Frederic Remington was involved in the westward expansion of the USA. See Westward Ho!.

Frederic Sackrider Remington was born in Canton, New York, in 1861 to Seth Pierrepont Remington and Clarissa "Clara" Bascom Sackrider. [1] [2] His paternal family owned hardware stores and emigrated from Alsace-Lorraine in the early 18th century. [3] His maternal family of the Bascom line was of French Basque ancestry, coming to America in the early 1600s and founding Windsor, Connecticut. Frederic Remington was related by family bloodlines to Indian portrait artist George Catlin [4] and cowboy sculptor Earl W. Bascom. [4] He was also a cousin to Eliphalet Remington, founder of the Remington Arms Company and through the Warner side of his family, Remington was related to General George Washington, America's first president.

When Remington was eleven, he attended Vermont Episcopal Institute, a church-run military school, where his father hoped discipline would rein in his son's lack of focus and perhaps lead to a military career. He then went on to Yale University, New Haven, Connecticut, where he took one drawing class in 1878; [5] and also the Art Students League of New York, in 1886.

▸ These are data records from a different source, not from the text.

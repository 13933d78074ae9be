//! Snapshot artifact generation and persistence.
//!
//! ## Artifact Layout
//!
//! ```json
//! {
//!   "contract_version": "1.1",
//!   "generated": "2026-03-09T07:05:01Z",
//!   "node_count": 2,
//!   "edge_count": 1,
//!   "nodes": [{ "slug": "a/One", "title": "One" }, ...],
//!   "edges": [{ "source": "a/One", "target": "a/Two", "type": "semantic",
//!               "weight": 1.0, "importance": null, "defaultVisible": true }]
//! }
//! ```
//!
//! Nodes are ordered by slug and edges by `(source, target)`, so regenerating
//! unchanged input only moves the `generated` timestamp.

use std::fs;
use std::path::Path;

use chrono::{DateTime, Utc};
use serde::{Deserialize, Serialize};
use tracing::{info, instrument};

use crate::config::ScanConfig;
use crate::contract::classify::{EdgeType, classify_edge};
use crate::contract::{CONTRACT_VERSION, format_timestamp};
use crate::error::CorpusError;
use crate::graph::LinkGraph;

#[derive(Debug, Clone, PartialEq, Eq, Serialize, Deserialize)]
pub struct SnapshotNode {
    pub slug: String,
    pub title: String,
}

#[derive(Debug, Clone, PartialEq, Serialize, Deserialize)]
pub struct SnapshotEdge {
    pub source: String,
    pub target: String,
    #[serde(rename = "type")]
    pub edge_type: EdgeType,
    pub weight: f64,
    /// Reserved for renderer-side ranking; always `null` for now.
    pub importance: Option<f64>,
    #[serde(rename = "defaultVisible")]
    pub default_visible: bool,
}

/// The persisted contract artifact.
#[derive(Debug, Clone, PartialEq, Serialize, Deserialize)]
pub struct Snapshot {
    pub contract_version: String,
    pub generated: String,
    pub node_count: usize,
    pub edge_count: usize,
    pub nodes: Vec<SnapshotNode>,
    pub edges: Vec<SnapshotEdge>,
}

/// Build the artifact for `graph`, stamped with `now`.
#[must_use]
pub fn generate(graph: &LinkGraph, cfg: &ScanConfig, now: DateTime<Utc>) -> Snapshot {
    let nodes: Vec<SnapshotNode> = graph
        .nodes
        .iter()
        .map(|n| SnapshotNode {
            slug: n.id.clone(),
            title: n.title.clone(),
        })
        .collect();

    let edges: Vec<SnapshotEdge> = graph
        .edges
        .iter()
        .filter_map(|e| {
            let source = graph.node(&e.source)?;
            let target = graph.node(&e.target)?;
            let edge_type = classify_edge(source, target, cfg);
            Some(SnapshotEdge {
                source: e.source.clone(),
                target: e.target.clone(),
                edge_type,
                weight: 1.0,
                importance: None,
                default_visible: edge_type.default_visible(),
            })
        })
        .collect();

    Snapshot {
        contract_version: CONTRACT_VERSION.to_string(),
        generated: format_timestamp(now),
        node_count: nodes.len(),
        edge_count: edges.len(),
        nodes,
        edges,
    }
}

impl Snapshot {
    /// Count of edges per [`EdgeType`], in declaration order.
    #[must_use]
    pub fn type_counts(&self) -> [(EdgeType, usize); 3] {
        let mut counts = [
            (EdgeType::Structural, 0),
            (EdgeType::Semantic, 0),
            (EdgeType::Navigational, 0),
        ];
        for edge in &self.edges {
            for (kind, count) in &mut counts {
                if *kind == edge.edge_type {
                    *count += 1;
                }
            }
        }
        counts
    }
}

/// Write `snapshot` as pretty JSON with a trailing newline, creating parent
/// directories as needed.
///
/// # Errors
///
/// Returns [`CorpusError::Write`] if the directory or file cannot be written.
#[instrument(skip(snapshot), fields(path = %path.display()))]
pub fn write_snapshot(path: &Path, snapshot: &Snapshot) -> Result<(), CorpusError> {
    if let Some(parent) = path.parent().filter(|p| !p.as_os_str().is_empty()) {
        fs::create_dir_all(parent).map_err(|e| CorpusError::write(parent, e))?;
    }
    let mut json = serde_json::to_string_pretty(snapshot)?;
    json.push('\n');
    fs::write(path, json).map_err(|e| CorpusError::write(path, e))?;
    info!(
        nodes = snapshot.node_count,
        edges = snapshot.edge_count,
        "snapshot written"
    );
    Ok(())
}

/// Read a full artifact back.
///
/// # Errors
///
/// Returns [`CorpusError::Read`] if the file cannot be read and
/// [`CorpusError::ArtifactParse`] if it does not match the artifact layout.
pub fn read_snapshot(path: &Path) -> Result<Snapshot, CorpusError> {
    let raw = fs::read_to_string(path).map_err(|e| CorpusError::read(path, e))?;
    serde_json::from_str(&raw).map_err(|source| CorpusError::ArtifactParse {
        path: path.to_path_buf(),
        source,
    })
}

He left Yale in 1879 to tend to his ailing father, who had tuberculosis. His father died a year later, at age fifty. In 1880, at nineteen, he made his first trip west, going to Montana, [6] hoping to get in to the cattle business, or a mining operation, but didn't have enough capital for either. In 1883, Remington went to rural Kansas, [7] [8] [9] south of the city of Peabody near the tiny community of Plum Grove, to try his hand at the booming sheep ranching and wool trade. He invested his entire inheritance but found ranching to be a rough, boring, isolated occupation which deprived him of the finer things of Eastern life, and the real ranchers thought of him as lazy. In 1884, he sold his land and returned home. [10]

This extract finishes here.